Study area
In Colombia, the Amazon region represents 42.3% of the territory with an estimated area of 483,164 km2. In this area, 14% is dominated by agricultural lands, secondary vegetation and fragmented forests. Currently, 86% of the area corresponds to natural areas in a good state of conservation, where forests are the dominant coverage6. In the northwest area, the region borders the Andean Cordillera and Orinoquía to the north. The political-administrative division includes the departments Amazonas, Caquetá, Guainía, Guaviare, Putumayo and Vaupés, and part of the departments Cauca, Meta, Nariño and Vichada. The human population is estimated at ~ 1.4 million, with a density of 2.5 inhab/km2. Internal conflict and poverty make this region one of the most important population dynamics in the country in terms of displacement36. The geographical location of the study area and the spatial pattern of the loss of forests that occurred between 2002 and 2016 are shown in Fig. 1.
Land cover maps and variables for change analysis
Thematic land cover maps used in this research were produced by the Colombian Amazon Land Cover Monitoring System (SIMCOBA) of the Amazon Institute for Scientific Research SINCHI (https://siatac.co/simcoba/). SIMCOBA has prepared land cover maps for the periods 2002, 2007, 2012, 2014, 2016 and 2018. Three of the land cover maps prepared were used in this study: 2002, 2016 and 2018 a scale of 1:100,00033. The maps were generated from the visual interpretation of a mosaic of Landsat 5 Thematic Mapper (TM) and Landsat 8 Operational Land Imager (OLI) images, using the PIAO technique (Photo Interprétation Assistée par Ordinateur). The classification categories of the land cover maps were based on the Corine land cover methodology adapted for Colombia37.

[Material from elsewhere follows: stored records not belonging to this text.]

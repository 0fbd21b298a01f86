//! Backend gateway client and `execute_command` against a wiremock server.

use std::sync::Arc;

use pretty_assertions::assert_eq;
use wiremock::matchers::{body_json, header, method, path};
use wiremock::{Mock, MockServer, ResponseTemplate};

use assistant_relay::assistant::ToolCall;
use assistant_relay::config::GatewayConfig;
use assistant_relay::gateway::{ApiClient, Gateway};
use assistant_relay::tools::{ToolDispatcher, ToolRegistry};

fn client(server: &MockServer) -> ApiClient {
    ApiClient::new(&GatewayConfig {
        base_url: format!("{}/api", server.uri()),
        service_key: "svc-key".into(),
    })
    .unwrap()
}

#[tokio::test]
async fn post_injects_service_credential() {
    let server = MockServer::start().await;
    Mock::given(method("POST"))
        .and(path("/api/servers/7/execute-command"))
        .and(header("authorization", "Bearer svc-key"))
        .and(body_json(serde_json::json!({ "command": "status" })))
        .respond_with(
            ResponseTemplate::new(200).set_body_json(serde_json::json!({ "output": "up" })),
        )
        .expect(1)
        .mount(&server)
        .await;

    let resp = client(&server)
        .post("/servers/7/execute-command", &serde_json::json!({ "command": "status" }))
        .await
        .unwrap();

    assert!(resp.is_success());
    assert_eq!(resp.json().unwrap(), serde_json::json!({ "output": "up" }));
}

#[tokio::test]
async fn non_success_status_is_returned_not_raised() {
    let server = MockServer::start().await;
    Mock::given(method("POST"))
        .and(path("/api/servers/7/execute-command"))
        .respond_with(
            ResponseTemplate::new(503)
                .set_body_json(serde_json::json!({ "error": "server offline" })),
        )
        .mount(&server)
        .await;

    let resp = client(&server)
        .post("/servers/7/execute-command", &serde_json::json!({ "command": "status" }))
        .await
        .unwrap();

    assert_eq!(resp.status, 503);
    assert_eq!(resp.json().unwrap()["error"], "server offline");
}

#[tokio::test]
async fn other_verbs_reach_backend() {
    let server = MockServer::start().await;
    Mock::given(method("GET"))
        .and(path("/api/servers/7"))
        .respond_with(ResponseTemplate::new(200).set_body_json(serde_json::json!({ "id": 7 })))
        .mount(&server)
        .await;
    Mock::given(method("DELETE"))
        .and(path("/api/servers/7/sessions"))
        .and(body_json(serde_json::json!({ "all": true })))
        .respond_with(ResponseTemplate::new(204))
        .mount(&server)
        .await;

    let api = client(&server);
    assert_eq!(api.get("/servers/7").await.unwrap().json().unwrap()["id"], 7);
    let resp = api
        .delete("/servers/7/sessions", &serde_json::json!({ "all": true }))
        .await
        .unwrap();
    assert_eq!(resp.status, 204);
}

#[tokio::test]
async fn execute_command_passes_backend_payload_through() {
    let server = MockServer::start().await;
    Mock::given(method("POST"))
        .and(path("/api/servers/srv-1/execute-command"))
        .and(body_json(serde_json::json!({ "command": "status" })))
        .respond_with(
            ResponseTemplate::new(200)
                .set_body_json(serde_json::json!({ "output": "ok", "exitCode": 0 })),
        )
        .expect(1)
        .mount(&server)
        .await;

    let dispatcher = ToolDispatcher::new(ToolRegistry::builtin(Arc::new(client(&server))));
    let outputs = dispatcher
        .dispatch(
            &[ToolCall {
                id: "call_1".into(),
                name: "execute_command".into(),
                arguments: r#"{"command":"status"}"#.into(),
            }],
            Some("srv-1"),
        )
        .await;

    assert_eq!(outputs.len(), 1);
    let output: serde_json::Value = serde_json::from_str(&outputs[0].output).unwrap();
    assert_eq!(output, serde_json::json!({ "output": "ok", "exitCode": 0 }));
}

#[tokio::test]
async fn non_json_backend_body_becomes_error_output() {
    let server = MockServer::start().await;
    Mock::given(method("POST"))
        .and(path("/api/servers/srv-1/execute-command"))
        .respond_with(ResponseTemplate::new(502).set_body_string("<html>bad gateway</html>"))
        .mount(&server)
        .await;

    let dispatcher = ToolDispatcher::new(ToolRegistry::builtin(Arc::new(client(&server))));
    let outputs = dispatcher
        .dispatch(
            &[ToolCall {
                id: "call_1".into(),
                name: "execute_command".into(),
                arguments: r#"{"command":"status"}"#.into(),
            }],
            Some("srv-1"),
        )
        .await;

    let output: serde_json::Value = serde_json::from_str(&outputs[0].output).unwrap();
    assert!(output["error"].as_str().unwrap().contains("Serialization error"));
}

The SIMCOBA system calculates the annual rates of Amazon forest loss (forest loss/ha/annual) by comparing the cover maps of the last two periods and subtracting from the previous map those forests that are no longer present in the most current map (Fig. 3). This process only considers the forests loss and the permanent forests. New forests due to natural regeneration or restoration are omitted in the calculations6.
To facilitate the interpretation of changes and cover transitions, the classification categories of the maps were re-categorized into 7 types: “Amazon forests”, “floodplain forests”, “fragmented forests and secondary vegetation”, “grasslands and shrublands”, “water bodies and wetlands”, “pastures and crops” and “urban and artificialized cover”. The land cover maps were resampled at a resolution of 60 m × 60 m to facilitate the computational analysis of the explanatory model, the simulations of the scenarios, and to keep the detailed spatial resolution of the coverage and explanatory variables16.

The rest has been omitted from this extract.